На кухне сидела Николина, напряженно уставившись в телефон, и держала чашку обеими руками, словно это был единственный источник тепла.
— Доброе утро, — сказала я, и мой голос прозвучал слишком легкомысленно. Она оторвала взгляд от экрана. На секунду в ее глазах что-то вспыхнуло,возможно, облегчение, но потом она намеренно стерла это выражение, сжав лицо в маску холодного недовольства.
— Утро? Ты серьезно? Ну ты и сучка!
Я подошла ближе, поцеловала её в лоб легким движением, и налила себе кофе.
— Прости. Все было слишком сложно.
— Это не ответ, Алекс! — Николина подскочила. — Годами я мечтала увидеть тебя. Вернуть ту девочку, которую помнила. Мою героиню. А тут… В тот день вообще... — Она искала слова и сказала: «Тебя привозит какой-то мужик, велит присмотреть — и ты исчезаешь. Ты не та, кого я знала. А я тут места себе не нахожу, пока ты где-то рискуешь своей жизнью!»
Ее претензии начали меня раздражать. Это была та самая эмоциональная грязь, которую меня так эффективно научили игнорировать.
— Ну, прости, малышка. Прошло слишком много лет, — я сделала глоток кофе, стараясь говорить мягко. — Я больше не та, которую ты себе придумала.
Николина вздрогнула так, словно я ее ударила. Она резко встала, и чашка, которую она так крепко держала, выскользнула из рук и разбилась о кафельный пол. Осколки разлетелись с громким, резким звуком.

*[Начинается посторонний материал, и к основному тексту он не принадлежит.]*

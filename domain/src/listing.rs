//! Which events a listing shows, and in what order.

use crate::catalog::Catalog;
use crate::error::Error;
use crate::events;
use chrono::{DateTime, Duration, NaiveDate, NaiveTime, TimeZone, Utc};
use chrono_tz::Tz;
use log::*;
use serde::Deserialize;
use utoipa::ToSchema;

/// Date window a listing is restricted to.
#[derive(Debug, Clone, Copy, Default, PartialEq, Eq, Deserialize, ToSchema)]
#[serde(rename_all = "snake_case")]
pub enum Window {
    #[default]
    All,
    Today,
    ThisWeek,
}

/// Bounds of one listing evaluation, fixed at `now`.
#[derive(Debug, Clone, Copy, PartialEq)]
pub struct Bounds {
    start_of_today: DateTime<Utc>,
    start_of_tomorrow: DateTime<Utc>,
    week_end: DateTime<Utc>,
}

impl Bounds {
    pub fn new(now: DateTime<Utc>, tz: Tz) -> Self {
        let today = now.with_timezone(&tz).date_naive();
        let tomorrow = today.succ_opt().unwrap_or(today);

        Self {
            start_of_today: local_midnight(tz, today),
            start_of_tomorrow: local_midnight(tz, tomorrow),
            week_end: now + Duration::days(7),
        }
    }

    /// Whether `event` belongs in a listing for `window`.
    pub fn admits(&self, window: Window, event: &events::Model) -> bool {
        let date = event.date.with_timezone(&Utc);

        if !event.is_active || date < self.start_of_today {
            return false;
        }

        match window {
            Window::All => true,
            Window::Today => date < self.start_of_tomorrow,
            Window::ThisWeek => date <= self.week_end,
        }
    }
}

/// A listing over one catalog snapshot. Iterating is lazy and can be
/// repeated; each request builds a fresh `Listing`.
pub struct Listing {
    events: Vec<events::Model>,
    window: Window,
    bounds: Bounds,
}

impl Listing {
    pub fn new(events: Vec<events::Model>, window: Window, bounds: Bounds) -> Self {
        Self {
            events,
            window,
            bounds,
        }
    }

    pub fn iter(&self) -> impl Iterator<Item = &events::Model> + '_ {
        self.events
            .iter()
            .filter(move |event| self.bounds.admits(self.window, event))
    }
}

/// Reads active events ordered by date. When the ordered read fails, reads
/// them unordered and sorts in process instead.
pub async fn snapshot(catalog: &dyn Catalog) -> Result<Vec<events::Model>, Error> {
    match catalog.active_events_ordered().await {
        Ok(events) => Ok(events),
        Err(err) => {
            warn!("Ordered event read failed, sorting in process instead: {err}");
            let mut events = catalog.active_events().await?;
            events.sort_by(|a, b| a.date.cmp(&b.date).then(a.id.cmp(&b.id)));
            Ok(events)
        }
    }
}

pub async fn list(
    catalog: &dyn Catalog,
    window: Window,
    now: DateTime<Utc>,
    tz: Tz,
) -> Result<Listing, Error> {
    let events = snapshot(catalog).await?;
    debug!("Listing {} active event(s) for window {window:?}", events.len());
    Ok(Listing::new(events, window, Bounds::new(now, tz)))
}

fn local_midnight(tz: Tz, date: NaiveDate) -> DateTime<Utc> {
    let midnight = date.and_time(NaiveTime::MIN);
    match tz.from_local_datetime(&midnight).earliest() {
        Some(local) => local.with_timezone(&Utc),
        // Midnight skipped by a DST change; the day starts an hour later.
        None => tz
            .from_local_datetime(&(midnight + Duration::hours(1)))
            .earliest()
            .map(|local| local.with_timezone(&Utc))
            .unwrap_or_else(|| midnight.and_utc()),
    }
}

#[cfg(test)]
mod tests {
    use super::*;
    use crate::catalog::in_memory::InMemoryStore;
    use crate::Id;

    fn at(rfc3339: &str) -> DateTime<Utc> {
        DateTime::parse_from_rfc3339(rfc3339)
            .unwrap()
            .with_timezone(&Utc)
    }

    fn event_on(date: DateTime<Utc>) -> events::Model {
        events::Model {
            id: Id::new_v4(),
            host_id: Id::new_v4(),
            title: "Street food fair".to_string(),
            description: "Twenty stalls and a live band".to_string(),
            location_name: "Market Street".to_string(),
            latitude: 0.0,
            longitude: 0.0,
            image_url: None,
            date: date.into(),
            price: 0.0,
            total_tickets: 10,
            remaining_tickets: 10,
            average_rating: 0.0,
            review_count: 0,
            is_active: true,
            created_at: date.into(),
            updated_at: date.into(),
        }
    }

    #[test]
    fn events_earlier_today_stay_but_yesterday_goes() {
        let now = at("2026-05-12T15:00:00Z");
        let bounds = Bounds::new(now, chrono_tz::UTC);

        assert!(bounds.admits(Window::All, &event_on(at("2026-05-12T08:00:00Z"))));
        assert!(!bounds.admits(Window::All, &event_on(at("2026-05-11T23:59:59Z"))));
    }

    #[test]
    fn inactive_events_are_never_listed() {
        let now = at("2026-05-12T15:00:00Z");
        let inactive = events::Model {
            is_active: false,
            ..event_on(at("2026-05-13T10:00:00Z"))
        };

        assert!(!Bounds::new(now, chrono_tz::UTC).admits(Window::All, &inactive));
    }

    #[test]
    fn today_ends_at_local_midnight() {
        let now = at("2026-05-12T15:00:00Z");
        let bounds = Bounds::new(now, chrono_tz::UTC);

        assert!(bounds.admits(Window::Today, &event_on(at("2026-05-12T23:30:00Z"))));
        assert!(!bounds.admits(Window::Today, &event_on(at("2026-05-13T00:30:00Z"))));
    }

    #[test]
    fn today_follows_the_listing_time_zone() {
        // 22:00 UTC on the 12th is already the 13th in Berlin.
        let now = at("2026-05-12T22:30:00Z");
        let bounds = Bounds::new(now, chrono_tz::Europe::Berlin);

        assert!(bounds.admits(Window::Today, &event_on(at("2026-05-13T10:00:00Z"))));
        assert!(!bounds.admits(Window::All, &event_on(at("2026-05-12T21:00:00Z"))));
    }

    #[test]
    fn this_week_reaches_seven_days_ahead() {
        let now = at("2026-05-12T12:00:00Z");
        let bounds = Bounds::new(now, chrono_tz::UTC);

        assert!(bounds.admits(Window::ThisWeek, &event_on(at("2026-05-19T12:00:00Z"))));
        assert!(!bounds.admits(Window::ThisWeek, &event_on(at("2026-05-19T12:00:01Z"))));
    }

    #[tokio::test]
    async fn list_orders_by_date_and_can_be_iterated_twice() {
        let now = Utc::now();
        let later = event_on(now + Duration::days(3));
        let sooner = event_on(now + Duration::hours(2));
        let store = InMemoryStore::with_events([later.clone(), sooner.clone()]);

        let listing = list(&store, Window::All, now, chrono_tz::UTC).await.unwrap();

        let first: Vec<Id> = listing.iter().map(|e| e.id).collect();
        let second: Vec<Id> = listing.iter().map(|e| e.id).collect();
        assert_eq!(first, vec![sooner.id, later.id]);
        assert_eq!(first, second);
    }

    #[tokio::test]
    async fn snapshot_falls_back_to_an_in_process_sort() {
        let now = Utc::now();
        let events: Vec<events::Model> = (1..=5)
            .rev()
            .map(|days| event_on(now + Duration::days(days)))
            .collect();
        let store = InMemoryStore::with_events(events);
        store.fail_ordered_reads();

        let snapshot = snapshot(&store).await.unwrap();

        assert_eq!(snapshot.len(), 5);
        assert!(snapshot.windows(2).all(|pair| pair[0].date <= pair[1].date));
    }
}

— Алекс, ты вообще слышишь, что я говорю? Из всего — это ты решила прокомментировать? Я сказала, что волновалась. Я переживала за тебя. А ты… — Ее голос дрогнул, но она не позволила себе заплакать. — Ты такая же, как твой отец. Холодная. Безжалостная. Иди к черту!

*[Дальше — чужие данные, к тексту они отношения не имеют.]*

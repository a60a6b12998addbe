use sea_orm::entity::prelude::*;
use serde::{Deserialize, Serialize};
use utoipa::ToSchema;

/// The closed set of authorities a user can hold.
///
/// Every privileged operation checks one of the predicates below at its entry
/// point instead of inspecting the variant ad hoc.
#[derive(
    Debug,
    Clone,
    Copy,
    Eq,
    PartialEq,
    EnumIter,
    Deserialize,
    Default,
    Serialize,
    DeriveActiveEnum,
    ToSchema,
)]
#[serde(rename_all = "lowercase")]
#[sea_orm(rs_type = "String", db_type = "Enum", enum_name = "role")]
pub enum Role {
    #[sea_orm(string_value = "attendee")]
    #[default]
    Attendee,
    #[sea_orm(string_value = "host")]
    Host,
    #[sea_orm(string_value = "admin")]
    Admin,
}

impl Role {
    /// Hosts and administrators may publish events.
    pub fn can_host(&self) -> bool {
        matches!(self, Role::Host | Role::Admin)
    }

    pub fn is_admin(&self) -> bool {
        *self == Role::Admin
    }
}

impl std::fmt::Display for Role {
    fn fmt(&self, fmt: &mut std::fmt::Formatter<'_>) -> std::fmt::Result {
        match self {
            Role::Attendee => write!(fmt, "attendee"),
            Role::Host => write!(fmt, "host"),
            Role::Admin => write!(fmt, "admin"),
        }
    }
}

Впечатляюще. Но я ничего не почувствовала. Ноль. Нулевая реакция. Но я знала, как должна выглядеть Алекс, которая сожалеет. Поэтому я закричала, что мне жаль, что я не это имела в виду, и начала убирать осколки. Я спешила. Затем взяла черничный кекс, запихнула его в рот, прожевала, запила кофе. Я чувствовала, что теряю время. Через минуту снова крикнула из другой комнаты, что нам нужно поговорить позже. К счастью, она ответила, что ей нужно время. Я изобразила обиду, театрально хлопнула входной дверью, чтобы она услышала, и вышла на улицу.
Я направлялась к мистеру Морелли.
К самовлюбленному ублюдку.
Он передвигался по своим комнатам, как монарх, совершающий обход. Фойе поглощало звук: толстые ковры, высокие потолки, шелест портьер, которые, казалось, никогда не поднимались. Он был богат. Он знал это. Это богатство давало ему власть, внимание, лояльность, не любовь, не уважение, но безоговорочное подчинение. Люди прогибались, улыбались, смеялись, прислуживали, а он считал их, как фигуры на шахматной доске. Каждое рукопожатие, каждый комплимент, каждая услуга имели цену. В нем был некий расчет, который мир не научился читать: если имидж запятнан, сожги его и купи новую раму. Он никогда не прощал пятен. Пятна означали разоблачение, а разоблачение означало крах. Поэтому он строил безопасность так, как другие строят храмы: стены, адвокаты, невидимые руки, которые утихомиривали неудобную правду. Он платил за лояльность, как другие платят за тепло зимой; это была коммунальная услуга, а не преданность. И по какой-то тупой причине он уважал себя из-за этого ещё больше. Я наблюдала за ним, как картограф изучает береговые линии: изучая заливы и предсказывая, где произойдет эрозия. Я каталогизировала его маленькие жестокости: он верил, что единственное предательство — это быть пойманным. Когда он однажды сказал мне, за десертом, который он заказал только потому, что ему нравилось, как он прибывает на стол в огне, что всё можно уладить, если у тебя есть «правильные люди», он не лгал. Но я видела другое пламя, не то, что находится на краю крем-брюле, а голодный, черный пламенный язык, который прогрызает дерево, имя и память. У меня были планы. Его нельзя было стереть мягкими руками, которые он так ценил; он должен был понять всю глубину своих преступлений на единственном языке, которого он боялся, — на языке потери. Поэтому я представляла его в конце: разъяренного, униженного и абсолютно одного. Он повысит голос, позовет на помощь, попытается торговаться единственной валютой, в которую верит: своим статусом. Он попытается откупиться извинениями, которые пахнут одеколоном, что он носит; он обнаружит, что их нельзя обменять на наличные.